Data for this exercise:
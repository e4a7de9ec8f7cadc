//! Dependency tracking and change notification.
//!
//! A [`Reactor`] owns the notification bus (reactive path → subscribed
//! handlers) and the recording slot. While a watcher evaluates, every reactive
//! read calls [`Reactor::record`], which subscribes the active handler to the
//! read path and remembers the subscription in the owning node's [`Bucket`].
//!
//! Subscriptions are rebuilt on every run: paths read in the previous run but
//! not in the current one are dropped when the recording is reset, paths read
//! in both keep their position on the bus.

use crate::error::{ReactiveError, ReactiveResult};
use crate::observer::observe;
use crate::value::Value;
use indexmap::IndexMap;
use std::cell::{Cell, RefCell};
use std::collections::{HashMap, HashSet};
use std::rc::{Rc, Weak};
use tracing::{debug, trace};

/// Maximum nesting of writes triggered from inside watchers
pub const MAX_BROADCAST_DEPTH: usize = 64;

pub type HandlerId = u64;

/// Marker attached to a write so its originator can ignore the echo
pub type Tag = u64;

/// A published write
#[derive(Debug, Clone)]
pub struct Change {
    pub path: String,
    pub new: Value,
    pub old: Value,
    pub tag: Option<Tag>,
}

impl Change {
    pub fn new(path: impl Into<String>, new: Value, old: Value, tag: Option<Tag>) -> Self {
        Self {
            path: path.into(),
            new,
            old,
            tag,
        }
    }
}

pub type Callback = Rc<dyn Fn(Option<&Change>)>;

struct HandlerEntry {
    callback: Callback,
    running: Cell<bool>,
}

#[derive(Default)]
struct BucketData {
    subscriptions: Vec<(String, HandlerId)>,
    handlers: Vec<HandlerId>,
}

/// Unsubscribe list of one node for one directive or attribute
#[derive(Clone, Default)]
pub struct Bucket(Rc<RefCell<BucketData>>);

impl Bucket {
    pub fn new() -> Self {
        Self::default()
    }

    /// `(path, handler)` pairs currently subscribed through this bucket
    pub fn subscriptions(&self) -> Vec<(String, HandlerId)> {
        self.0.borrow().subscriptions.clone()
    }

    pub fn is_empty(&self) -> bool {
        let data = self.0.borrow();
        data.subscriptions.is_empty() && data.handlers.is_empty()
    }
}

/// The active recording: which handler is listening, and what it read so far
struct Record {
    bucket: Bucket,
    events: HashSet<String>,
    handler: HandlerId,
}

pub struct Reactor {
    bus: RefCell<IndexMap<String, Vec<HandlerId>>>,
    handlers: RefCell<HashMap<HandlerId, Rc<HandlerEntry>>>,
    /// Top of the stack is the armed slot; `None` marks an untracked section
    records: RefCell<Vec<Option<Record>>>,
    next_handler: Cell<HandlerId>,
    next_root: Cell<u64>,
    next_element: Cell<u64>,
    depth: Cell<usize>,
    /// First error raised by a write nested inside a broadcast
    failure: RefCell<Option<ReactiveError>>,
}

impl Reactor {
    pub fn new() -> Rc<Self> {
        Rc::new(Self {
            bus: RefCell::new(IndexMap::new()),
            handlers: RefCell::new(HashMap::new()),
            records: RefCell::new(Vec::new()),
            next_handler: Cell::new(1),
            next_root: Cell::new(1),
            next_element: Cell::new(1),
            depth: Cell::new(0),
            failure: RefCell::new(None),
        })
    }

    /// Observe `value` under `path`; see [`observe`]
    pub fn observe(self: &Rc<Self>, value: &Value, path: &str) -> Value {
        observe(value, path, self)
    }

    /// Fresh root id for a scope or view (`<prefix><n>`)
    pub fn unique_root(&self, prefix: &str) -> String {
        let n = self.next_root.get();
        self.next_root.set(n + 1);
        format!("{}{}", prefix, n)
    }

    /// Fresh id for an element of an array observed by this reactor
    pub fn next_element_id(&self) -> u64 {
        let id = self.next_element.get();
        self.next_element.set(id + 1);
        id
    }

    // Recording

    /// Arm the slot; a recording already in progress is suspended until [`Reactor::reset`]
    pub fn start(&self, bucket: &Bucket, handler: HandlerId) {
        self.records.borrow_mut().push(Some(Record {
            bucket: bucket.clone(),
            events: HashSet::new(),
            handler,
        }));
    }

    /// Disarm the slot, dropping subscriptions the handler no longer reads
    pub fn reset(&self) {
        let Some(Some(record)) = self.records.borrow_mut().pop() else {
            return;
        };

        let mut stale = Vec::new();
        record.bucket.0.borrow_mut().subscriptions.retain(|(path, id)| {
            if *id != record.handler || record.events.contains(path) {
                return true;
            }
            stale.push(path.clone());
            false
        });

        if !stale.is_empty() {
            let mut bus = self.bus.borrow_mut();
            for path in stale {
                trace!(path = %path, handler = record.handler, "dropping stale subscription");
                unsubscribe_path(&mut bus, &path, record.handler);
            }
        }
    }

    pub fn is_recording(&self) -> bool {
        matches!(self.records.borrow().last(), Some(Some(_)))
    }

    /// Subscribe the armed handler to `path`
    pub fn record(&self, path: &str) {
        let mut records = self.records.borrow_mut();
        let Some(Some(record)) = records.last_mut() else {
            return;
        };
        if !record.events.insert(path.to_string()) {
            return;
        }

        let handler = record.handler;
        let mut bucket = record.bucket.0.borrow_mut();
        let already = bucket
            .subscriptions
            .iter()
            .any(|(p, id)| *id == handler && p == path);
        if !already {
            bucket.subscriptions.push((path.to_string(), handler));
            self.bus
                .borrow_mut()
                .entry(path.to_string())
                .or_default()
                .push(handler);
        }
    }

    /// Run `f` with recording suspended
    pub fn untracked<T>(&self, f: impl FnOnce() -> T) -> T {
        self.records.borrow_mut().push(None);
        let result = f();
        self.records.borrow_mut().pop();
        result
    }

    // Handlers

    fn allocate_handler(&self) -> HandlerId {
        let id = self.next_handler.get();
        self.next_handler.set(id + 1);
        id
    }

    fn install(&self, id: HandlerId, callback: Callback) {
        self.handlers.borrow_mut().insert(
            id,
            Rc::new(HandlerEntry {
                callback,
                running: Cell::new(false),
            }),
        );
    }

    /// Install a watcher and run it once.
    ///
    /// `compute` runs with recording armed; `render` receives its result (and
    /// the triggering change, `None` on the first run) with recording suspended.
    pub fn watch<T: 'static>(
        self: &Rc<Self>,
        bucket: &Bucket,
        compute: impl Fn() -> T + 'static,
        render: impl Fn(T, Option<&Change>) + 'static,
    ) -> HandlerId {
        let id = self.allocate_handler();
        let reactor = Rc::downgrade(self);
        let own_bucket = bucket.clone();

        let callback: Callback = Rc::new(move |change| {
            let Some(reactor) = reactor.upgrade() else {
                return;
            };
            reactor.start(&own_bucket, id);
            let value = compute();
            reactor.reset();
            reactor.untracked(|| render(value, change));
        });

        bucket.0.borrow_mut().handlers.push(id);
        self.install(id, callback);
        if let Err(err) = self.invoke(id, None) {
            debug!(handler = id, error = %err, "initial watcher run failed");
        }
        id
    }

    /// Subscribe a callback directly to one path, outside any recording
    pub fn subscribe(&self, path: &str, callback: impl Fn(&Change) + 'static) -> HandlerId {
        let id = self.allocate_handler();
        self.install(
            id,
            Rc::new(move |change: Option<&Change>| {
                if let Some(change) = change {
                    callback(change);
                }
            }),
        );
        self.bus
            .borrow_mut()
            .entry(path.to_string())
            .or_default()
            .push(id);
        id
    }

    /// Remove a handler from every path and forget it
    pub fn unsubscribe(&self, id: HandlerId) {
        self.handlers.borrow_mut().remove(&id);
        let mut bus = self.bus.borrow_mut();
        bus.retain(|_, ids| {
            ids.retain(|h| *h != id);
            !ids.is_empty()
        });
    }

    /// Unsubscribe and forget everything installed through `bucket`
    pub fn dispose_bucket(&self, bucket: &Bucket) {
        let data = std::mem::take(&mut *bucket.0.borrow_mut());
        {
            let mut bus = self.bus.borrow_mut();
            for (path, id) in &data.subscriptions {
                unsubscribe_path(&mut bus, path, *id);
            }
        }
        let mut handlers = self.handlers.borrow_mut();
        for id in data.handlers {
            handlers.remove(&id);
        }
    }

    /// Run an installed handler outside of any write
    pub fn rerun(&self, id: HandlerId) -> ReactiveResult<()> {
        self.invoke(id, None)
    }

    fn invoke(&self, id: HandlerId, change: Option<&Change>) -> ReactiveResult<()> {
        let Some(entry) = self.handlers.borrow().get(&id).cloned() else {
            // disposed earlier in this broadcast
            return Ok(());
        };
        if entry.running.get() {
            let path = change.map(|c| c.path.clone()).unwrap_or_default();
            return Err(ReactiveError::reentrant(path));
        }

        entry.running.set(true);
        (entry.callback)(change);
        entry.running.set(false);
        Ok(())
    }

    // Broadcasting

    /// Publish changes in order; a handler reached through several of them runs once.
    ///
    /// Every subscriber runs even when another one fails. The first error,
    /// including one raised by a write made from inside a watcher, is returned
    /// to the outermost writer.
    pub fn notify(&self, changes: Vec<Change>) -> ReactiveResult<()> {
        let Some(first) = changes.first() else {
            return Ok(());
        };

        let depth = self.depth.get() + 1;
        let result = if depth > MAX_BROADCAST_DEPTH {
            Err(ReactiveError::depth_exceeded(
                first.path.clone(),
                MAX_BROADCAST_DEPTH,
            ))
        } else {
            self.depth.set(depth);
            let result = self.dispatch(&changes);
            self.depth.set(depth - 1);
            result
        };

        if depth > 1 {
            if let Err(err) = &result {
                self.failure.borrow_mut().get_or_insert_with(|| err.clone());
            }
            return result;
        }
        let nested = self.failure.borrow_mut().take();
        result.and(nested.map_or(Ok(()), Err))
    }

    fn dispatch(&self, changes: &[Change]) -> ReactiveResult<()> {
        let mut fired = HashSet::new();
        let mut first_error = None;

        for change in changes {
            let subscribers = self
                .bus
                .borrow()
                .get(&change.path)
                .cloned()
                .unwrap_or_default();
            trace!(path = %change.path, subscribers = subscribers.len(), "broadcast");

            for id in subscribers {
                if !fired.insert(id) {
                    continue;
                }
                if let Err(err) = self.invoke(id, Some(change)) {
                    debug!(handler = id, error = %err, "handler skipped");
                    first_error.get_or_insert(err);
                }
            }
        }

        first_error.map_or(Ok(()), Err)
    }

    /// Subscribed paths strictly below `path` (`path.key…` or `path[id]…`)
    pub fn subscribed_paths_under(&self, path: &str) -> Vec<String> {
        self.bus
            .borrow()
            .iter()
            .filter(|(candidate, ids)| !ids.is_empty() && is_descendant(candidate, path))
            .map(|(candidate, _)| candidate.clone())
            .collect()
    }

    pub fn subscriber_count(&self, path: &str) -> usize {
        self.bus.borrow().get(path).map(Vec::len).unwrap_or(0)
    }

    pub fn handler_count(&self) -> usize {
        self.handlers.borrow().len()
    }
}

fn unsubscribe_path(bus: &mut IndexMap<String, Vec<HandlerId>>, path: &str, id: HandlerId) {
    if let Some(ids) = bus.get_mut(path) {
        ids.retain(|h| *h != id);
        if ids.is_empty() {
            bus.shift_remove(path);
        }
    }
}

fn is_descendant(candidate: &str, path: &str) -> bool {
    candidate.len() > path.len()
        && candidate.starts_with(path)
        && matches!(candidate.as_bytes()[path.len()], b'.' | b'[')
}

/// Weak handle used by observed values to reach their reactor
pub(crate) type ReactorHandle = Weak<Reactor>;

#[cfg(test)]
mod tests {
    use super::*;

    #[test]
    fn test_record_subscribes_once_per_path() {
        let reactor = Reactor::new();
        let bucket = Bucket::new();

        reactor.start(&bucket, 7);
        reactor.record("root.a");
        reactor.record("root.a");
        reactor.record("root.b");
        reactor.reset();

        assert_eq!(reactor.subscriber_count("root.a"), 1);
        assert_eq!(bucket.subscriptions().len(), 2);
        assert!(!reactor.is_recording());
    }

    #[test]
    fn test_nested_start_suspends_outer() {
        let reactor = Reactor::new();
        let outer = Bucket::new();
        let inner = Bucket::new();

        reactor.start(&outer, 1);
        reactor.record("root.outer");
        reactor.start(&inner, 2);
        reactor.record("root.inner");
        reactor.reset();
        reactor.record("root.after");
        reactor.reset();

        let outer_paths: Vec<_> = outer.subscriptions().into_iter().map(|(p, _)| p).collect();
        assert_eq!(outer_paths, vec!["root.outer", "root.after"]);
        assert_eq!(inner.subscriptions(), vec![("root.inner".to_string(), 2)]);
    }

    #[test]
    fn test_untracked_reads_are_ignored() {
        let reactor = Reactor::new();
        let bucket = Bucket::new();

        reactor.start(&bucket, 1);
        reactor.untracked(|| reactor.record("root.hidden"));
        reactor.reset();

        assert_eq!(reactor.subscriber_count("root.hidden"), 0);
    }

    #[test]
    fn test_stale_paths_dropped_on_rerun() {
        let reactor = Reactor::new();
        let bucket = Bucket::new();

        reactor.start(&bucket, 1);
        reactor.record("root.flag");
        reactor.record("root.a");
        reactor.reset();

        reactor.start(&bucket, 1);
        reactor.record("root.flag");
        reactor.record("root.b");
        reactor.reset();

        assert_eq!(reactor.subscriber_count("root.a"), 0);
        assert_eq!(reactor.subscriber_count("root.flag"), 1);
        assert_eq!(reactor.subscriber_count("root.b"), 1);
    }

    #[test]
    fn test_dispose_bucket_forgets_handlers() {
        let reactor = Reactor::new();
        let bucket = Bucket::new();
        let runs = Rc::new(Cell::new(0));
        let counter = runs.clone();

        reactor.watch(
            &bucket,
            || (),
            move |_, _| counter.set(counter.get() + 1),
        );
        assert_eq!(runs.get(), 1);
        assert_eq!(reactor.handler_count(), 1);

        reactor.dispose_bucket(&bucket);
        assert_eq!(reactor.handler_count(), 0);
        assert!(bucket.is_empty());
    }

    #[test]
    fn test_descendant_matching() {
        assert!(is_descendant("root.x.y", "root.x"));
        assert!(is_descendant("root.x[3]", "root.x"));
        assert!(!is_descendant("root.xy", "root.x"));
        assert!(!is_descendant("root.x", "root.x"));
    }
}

Work required:
Where a line of the data includes the string "static", list that line.

Task output:
    pub fn watch<T: 'static>(
        compute: impl Fn() -> T + 'static,
        render: impl Fn(T, Option<&Change>) + 'static,
    pub fn subscribe(&self, path: &str, callback: impl Fn(&Change) + 'static) -> HandlerId {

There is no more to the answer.